In a bizarre twist this season, their postseason fate will have to go through the Hawks. But Randle will be reduced to a spectator with sore right quadriceps when the Knicks fight for survival against the Hawks Tuesday night at the Garden. The Knicks are five games behind the Hawks for the final play-in spot with 11 games left. A loss will officially send the Knicks to the lottery.

The usually durable Randle will miss his first game of the season due to an injury. It came on the heels of an ugly shooting performance and another temper flare-up in the Knicks’ 108-93 loss to the Utah Jazz Sunday night.
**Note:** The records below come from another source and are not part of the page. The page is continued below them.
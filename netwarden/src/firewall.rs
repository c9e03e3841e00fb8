//! Strict-mode DNS firewall rules
//!
//! Strict mode lets plaintext DNS reach only the target resolver and closes
//! the usual escape hatches: DNS-over-TLS and DNS-over-HTTPS to the big public
//! resolvers. Windows Firewall evaluates block rules before allow rules, so
//! the "everything else" block is expressed as the address ranges on either
//! side of the target rather than `any`.
//!
//! Rules are applied and removed one `netsh` invocation at a time; a failure
//! in one rule never stops the others.

use crate::command::{ActionOutcome, Actuator, CommandExecutor, CommandRequest};
use std::fmt;
use std::net::Ipv4Addr;

/// Prefix shared by every rule this crate installs
pub const RULE_PREFIX: &str = "NetWarden";

/// Well-known public resolvers reachable over DoH on port 443
pub const PUBLIC_RESOLVERS: &[Ipv4Addr] = &[
    Ipv4Addr::new(1, 1, 1, 1),
    Ipv4Addr::new(1, 0, 0, 1),
    Ipv4Addr::new(8, 8, 8, 8),
    Ipv4Addr::new(8, 8, 4, 4),
    Ipv4Addr::new(9, 9, 9, 9),
    Ipv4Addr::new(149, 112, 112, 112),
    Ipv4Addr::new(208, 67, 222, 222),
    Ipv4Addr::new(208, 67, 220, 220),
    Ipv4Addr::new(94, 140, 14, 14),
    Ipv4Addr::new(94, 140, 15, 15),
    Ipv4Addr::new(185, 228, 168, 9),
    Ipv4Addr::new(76, 76, 2, 0),
];

#[derive(Debug, Clone, Copy, PartialEq, Eq)]
pub enum RuleAction {
    Allow,
    Block,
}

#[derive(Debug, Clone, Copy, PartialEq, Eq)]
pub enum Protocol {
    Tcp,
    Udp,
}

impl fmt::Display for RuleAction {
    fn fmt(&self, f: &mut fmt::Formatter<'_>) -> fmt::Result {
        f.write_str(match self {
            RuleAction::Allow => "allow",
            RuleAction::Block => "block",
        })
    }
}

impl fmt::Display for Protocol {
    fn fmt(&self, f: &mut fmt::Formatter<'_>) -> fmt::Result {
        f.write_str(match self {
            Protocol::Tcp => "TCP",
            Protocol::Udp => "UDP",
        })
    }
}

/// One outbound firewall rule
#[derive(Debug, Clone, PartialEq, Eq)]
pub struct FirewallRule {
    pub name: String,
    pub action: RuleAction,
    pub protocol: Protocol,
    pub port: u16,
    /// netsh `remoteip` value: `any`, an address, or a range list
    pub remote: String,
}

impl FirewallRule {
    fn new(name: String, action: RuleAction, protocol: Protocol, port: u16, remote: String) -> Self {
        Self {
            name,
            action,
            protocol,
            port,
            remote,
        }
    }

    pub fn add_request(&self) -> CommandRequest {
        CommandRequest::new("netsh").args([
            "advfirewall".to_string(),
            "firewall".to_string(),
            "add".to_string(),
            "rule".to_string(),
            format!("name={}", self.name),
            "dir=out".to_string(),
            format!("action={}", self.action),
            format!("protocol={}", self.protocol),
            format!("remoteport={}", self.port),
            format!("remoteip={}", self.remote),
        ])
    }
}

/// Request that deletes every rule called `name`
pub fn delete_request(name: &str) -> CommandRequest {
    CommandRequest::new("netsh").args([
        "advfirewall".to_string(),
        "firewall".to_string(),
        "delete".to_string(),
        "rule".to_string(),
        format!("name={}", name),
    ])
}

/// Every IPv4 address except `target`, as netsh ranges
pub fn complement_ranges(target: Ipv4Addr) -> String {
    let value = u32::from(target);
    let mut ranges = Vec::with_capacity(2);

    if value > 0 {
        ranges.push(format!("0.0.0.0-{}", Ipv4Addr::from(value - 1)));
    }
    if value < u32::MAX {
        ranges.push(format!("{}-255.255.255.255", Ipv4Addr::from(value + 1)));
    }

    ranges.join(",")
}

/// Full strict-mode rule set for `target`
pub fn strict_mode_rules(target: Ipv4Addr) -> Vec<FirewallRule> {
    let others = complement_ranges(target);
    let mut rules = Vec::new();

    for protocol in [Protocol::Udp, Protocol::Tcp] {
        rules.push(FirewallRule::new(
            format!("{}-DNS-Allow-{}", RULE_PREFIX, protocol),
            RuleAction::Allow,
            protocol,
            53,
            target.to_string(),
        ));
        rules.push(FirewallRule::new(
            format!("{}-DNS-Block-{}", RULE_PREFIX, protocol),
            RuleAction::Block,
            protocol,
            53,
            others.clone(),
        ));
    }

    rules.push(FirewallRule::new(
        format!("{}-DoT-Block", RULE_PREFIX),
        RuleAction::Block,
        Protocol::Tcp,
        853,
        "any".to_string(),
    ));

    for resolver in PUBLIC_RESOLVERS.iter().filter(|ip| **ip != target) {
        rules.push(FirewallRule::new(
            format!("{}-DoH-Block-{}", RULE_PREFIX, resolver),
            RuleAction::Block,
            Protocol::Tcp,
            443,
            resolver.to_string(),
        ));
    }

    rules
}

/// Install every rule; returns how many did not fail
pub async fn apply_rules<E: CommandExecutor>(
    actuator: &Actuator<E>,
    rules: &[FirewallRule],
) -> usize {
    let mut ok = 0;
    for rule in rules {
        let outcome = actuator
            .enforce(&format!("Add firewall rule {}", rule.name), rule.add_request())
            .await;
        if outcome != ActionOutcome::Failed {
            ok += 1;
        }
    }
    log::info!("Strict mode: {}/{} firewall rules in place", ok, rules.len());
    ok
}

/// Delete every rule by name; returns how many did not fail
pub async fn remove_rules<E: CommandExecutor>(
    actuator: &Actuator<E>,
    rules: &[FirewallRule],
) -> usize {
    let mut ok = 0;
    for rule in rules {
        let outcome = actuator
            .enforce(&format!("Remove firewall rule {}", rule.name), delete_request(&rule.name))
            .await;
        if outcome != ActionOutcome::Failed {
            ok += 1;
        }
    }
    log::info!("Strict mode: removed {}/{} firewall rules", ok, rules.len());
    ok
}
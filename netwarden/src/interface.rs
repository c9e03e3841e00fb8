//! Network interface enumeration and primary-interface selection
//!
//! The DNS guardian only ever acts on one adapter: the fastest up, physical,
//! gateway-bearing one. Adapter facts (kind, link speed, gateway, resolvers)
//! come from a single PowerShell query emitted as JSON; the VPN orchestrator
//! uses the much cheaper in-process adapter table from `netdev` instead,
//! since it samples twice a second.

use crate::command::{CommandExecutor, CommandRequest, COMMAND_TIMEOUT};
use crate::types::{AdapterKind, InterfaceSnapshot};
use anyhow::{Context, Result};
use serde::Deserialize;
use std::future::Future;
use std::net::{IpAddr, Ipv4Addr};
use std::sync::Arc;

/// Description fragments that mark an adapter as virtual
pub const VIRTUAL_ADAPTER_MARKERS: &[&str] =
    &["virtual", "vmware", "virtualbox", "hyper-v", "docker"];

const ADAPTER_QUERY: &str = r#"$ErrorActionPreference = 'SilentlyContinue'
Get-NetAdapter | ForEach-Object {
    $cfg = Get-NetIPConfiguration -InterfaceIndex $_.ifIndex
    $dns = Get-DnsClientServerAddress -InterfaceIndex $_.ifIndex | Sort-Object AddressFamily
    [pscustomobject]@{
        Name        = $_.Name
        Description = $_.InterfaceDescription
        Status      = [string]$_.Status
        MediaType   = [string]$_.PhysicalMediaType
        Virtual     = [bool]$_.Virtual
        LinkSpeed   = [uint64]$_.ReceiveLinkSpeed
        HasGateway  = [bool]$cfg.IPv4DefaultGateway
        Dns         = @($dns.ServerAddresses)
    }
} | ConvertTo-Json -Depth 3 -Compress"#;

/// Source of fresh interface snapshots
pub trait InterfaceProbe: Send + Sync + 'static {
    fn interfaces(&self) -> impl Future<Output = Result<Vec<InterfaceSnapshot>>> + Send;
}

/// Pick the adapter DNS policy applies to
///
/// Keeps adapters that are up, ethernet or wireless, carry a default gateway
/// and whose description matches none of the virtual markers or
/// `vendor_exclusions`; the fastest wins, ties keep enumeration order.
pub fn select_primary_physical(
    interfaces: &[InterfaceSnapshot],
    vendor_exclusions: &[&str],
) -> Option<InterfaceSnapshot> {
    let mut candidates: Vec<&InterfaceSnapshot> = interfaces
        .iter()
        .filter(|iface| iface.is_up && iface.has_gateway)
        .filter(|iface| matches!(iface.kind, AdapterKind::Ethernet | AdapterKind::Wireless))
        .filter(|iface| {
            let description = iface.description.to_lowercase();
            !VIRTUAL_ADAPTER_MARKERS
                .iter()
                .chain(vendor_exclusions.iter())
                .any(|marker| !marker.is_empty() && description.contains(&marker.to_lowercase()))
        })
        .collect();

    candidates.sort_by(|a, b| b.link_speed.cmp(&a.link_speed));
    candidates.first().map(|iface| (*iface).clone())
}

/// PowerShell emits a bare object instead of a one-element array
#[derive(Debug, Deserialize)]
#[serde(untagged)]
enum OneOrMany<T> {
    Many(Vec<T>),
    One(T),
}

impl<T> OneOrMany<T> {
    fn into_vec(self) -> Vec<T> {
        match self {
            OneOrMany::Many(items) => items,
            OneOrMany::One(item) => vec![item],
        }
    }
}

#[derive(Debug, Deserialize)]
#[serde(rename_all = "PascalCase")]
struct RawAdapter {
    name: String,
    #[serde(default)]
    description: String,
    #[serde(default)]
    status: String,
    #[serde(default)]
    media_type: String,
    #[serde(default, rename = "Virtual")]
    is_virtual: bool,
    #[serde(default)]
    link_speed: u64,
    #[serde(default)]
    has_gateway: bool,
    #[serde(default)]
    dns: Option<OneOrMany<String>>,
}

fn classify(raw: &RawAdapter) -> AdapterKind {
    let description = raw.description.to_lowercase();
    if description.contains("loopback") {
        return AdapterKind::Loopback;
    }
    if raw.is_virtual {
        return AdapterKind::Virtual;
    }

    let media = raw.media_type.to_lowercase();
    if media.contains("802.11") || media.contains("wireless") {
        AdapterKind::Wireless
    } else if media.contains("802.3") {
        AdapterKind::Ethernet
    } else {
        AdapterKind::Other
    }
}

/// Parse the JSON emitted by the adapter query
#[doc(hidden)]
pub fn parse_adapter_json(json: &str) -> Result<Vec<InterfaceSnapshot>> {
    if json.trim().is_empty() {
        return Ok(Vec::new());
    }

    let raw: OneOrMany<RawAdapter> =
        serde_json::from_str(json.trim()).context("Failed to parse adapter JSON")?;

    Ok(raw
        .into_vec()
        .into_iter()
        .map(|adapter| {
            let kind = classify(&adapter);
            let dns_servers = adapter
                .dns
                .map(OneOrMany::into_vec)
                .unwrap_or_default()
                .iter()
                .filter_map(|s| s.parse::<IpAddr>().ok())
                .collect();

            InterfaceSnapshot {
                is_up: adapter.status.eq_ignore_ascii_case("up"),
                name: adapter.name,
                description: adapter.description,
                kind,
                link_speed: adapter.link_speed,
                has_gateway: adapter.has_gateway,
                dns_servers,
            }
        })
        .collect())
}

/// Interface probe backed by PowerShell's NetAdapter cmdlets
pub struct SystemProbe<E> {
    executor: Arc<E>,
}

impl<E: CommandExecutor> SystemProbe<E> {
    pub fn new(executor: Arc<E>) -> Self {
        Self { executor }
    }
}

impl<E: CommandExecutor> InterfaceProbe for SystemProbe<E> {
    async fn interfaces(&self) -> Result<Vec<InterfaceSnapshot>> {
        let request = CommandRequest::powershell_script(ADAPTER_QUERY).timeout(COMMAND_TIMEOUT);
        let output = self.executor.run(request).await;
        anyhow::ensure!(
            output.success,
            "Adapter query failed (exit={:?}): {}",
            output.exit_code,
            output.stderr.trim()
        );
        parse_adapter_json(&output.stdout)
    }
}

/// One adapter from the host's in-process adapter table
#[derive(Debug, Clone, PartialEq, Eq)]
pub struct AdapterEntry {
    /// Friendly name where the OS has one ("Ethernet 3"), else the system name
    pub name: String,
    pub description: String,
    /// Operational status is Up
    pub up: bool,
    pub loopback: bool,
    pub ipv4: Vec<Ipv4Addr>,
}

/// Current host adapter table
pub fn host_adapters() -> Vec<AdapterEntry> {
    netdev::get_interfaces()
        .into_iter()
        .map(|iface| AdapterEntry {
            up: iface.is_up(),
            loopback: iface.is_loopback(),
            ipv4: iface.ipv4.iter().map(|net| net.addr()).collect(),
            description: iface.description.unwrap_or_default(),
            name: iface.friendly_name.unwrap_or(iface.name),
        })
        .collect()
}

/// Vendor adapters are recognised by name or by driver description, since
/// the friendly name is often a generic "Ethernet N"
fn adapter_matches(entry: &AdapterEntry, adapter_match: &str) -> bool {
    if entry.loopback || adapter_match.is_empty() {
        return false;
    }
    let needle = adapter_match.to_lowercase();
    entry.name.to_lowercase().contains(&needle)
        || entry.description.to_lowercase().contains(&needle)
}

/// Whether an adapter matching `adapter_match` is operationally up
pub fn adapter_link_up(entries: &[AdapterEntry], adapter_match: &str) -> bool {
    entries
        .iter()
        .any(|e| e.up && adapter_matches(e, adapter_match))
}

/// Routable IPv4 held by an up adapter matching `adapter_match`
pub fn adapter_routable_ipv4(entries: &[AdapterEntry], adapter_match: &str) -> Option<Ipv4Addr> {
    entries
        .iter()
        .filter(|e| e.up && adapter_matches(e, adapter_match))
        .flat_map(|e| e.ipv4.iter().copied())
        .find(|ip| is_routable(*ip))
}

fn is_routable(ip: Ipv4Addr) -> bool {
    !(ip.is_unspecified() || ip.is_loopback() || ip.is_link_local() || ip.is_broadcast())
}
“I really don’t know to be honest with you,” Randle told reporters when asked about the endgame incident that saw him shove Jazz center Rudy Gobert. “I was having a conversation with the official first, and then when I walked away, they kind of grabbed me, I guess.”

“They thought it was some confrontation between him and me from the play before or whatever it was, but it wasn’t. It was a little bit too much. But it’s fine. It’s not a big deal.”

The postgame commotion made his 13-point effort on a poor 6 of 21 shooting looks worse. When asked how he assessed Randle’s play against the Jazz, New York coach Tom Thibodeau skirted the question.

“I thought we fought, but it felt like we were a step behind most of the night,” Thibodeau said without directly answering the reporter’s question. “When you have a guy like [Donovan] Mitchell, who’s going to require a lot from you — you’re going to be blitzing. [Rudy] Gobert can put a lot of pressure on the rim and then [Jordan] Clarkson as well. He’s a big-time scorer.”

“When the two of them are on the floor, you got two guys that you really got put two on to, which will spread you out, and that probably hurt us some with the rebounding because you’re in rotation. It requires high energy, and I felt like, as a team, we were behind tonight.”

When pressed more about Randle’s postgame incident, Thibodeau deferred answering, saying he needed to watch the video first. Randle agreed with Thibodeau’s assessment that they were a step behind the Jazz but could not pinpoint why.

“I’m not sure. [Maybe] wear and tear of the season, from game to game, or whatever it is,” Randle said. “I’m not really sure. We’re usually a high-energy team, but for some reason, we weren’t [Sunday].”

His answer turned out to be an ominous sign.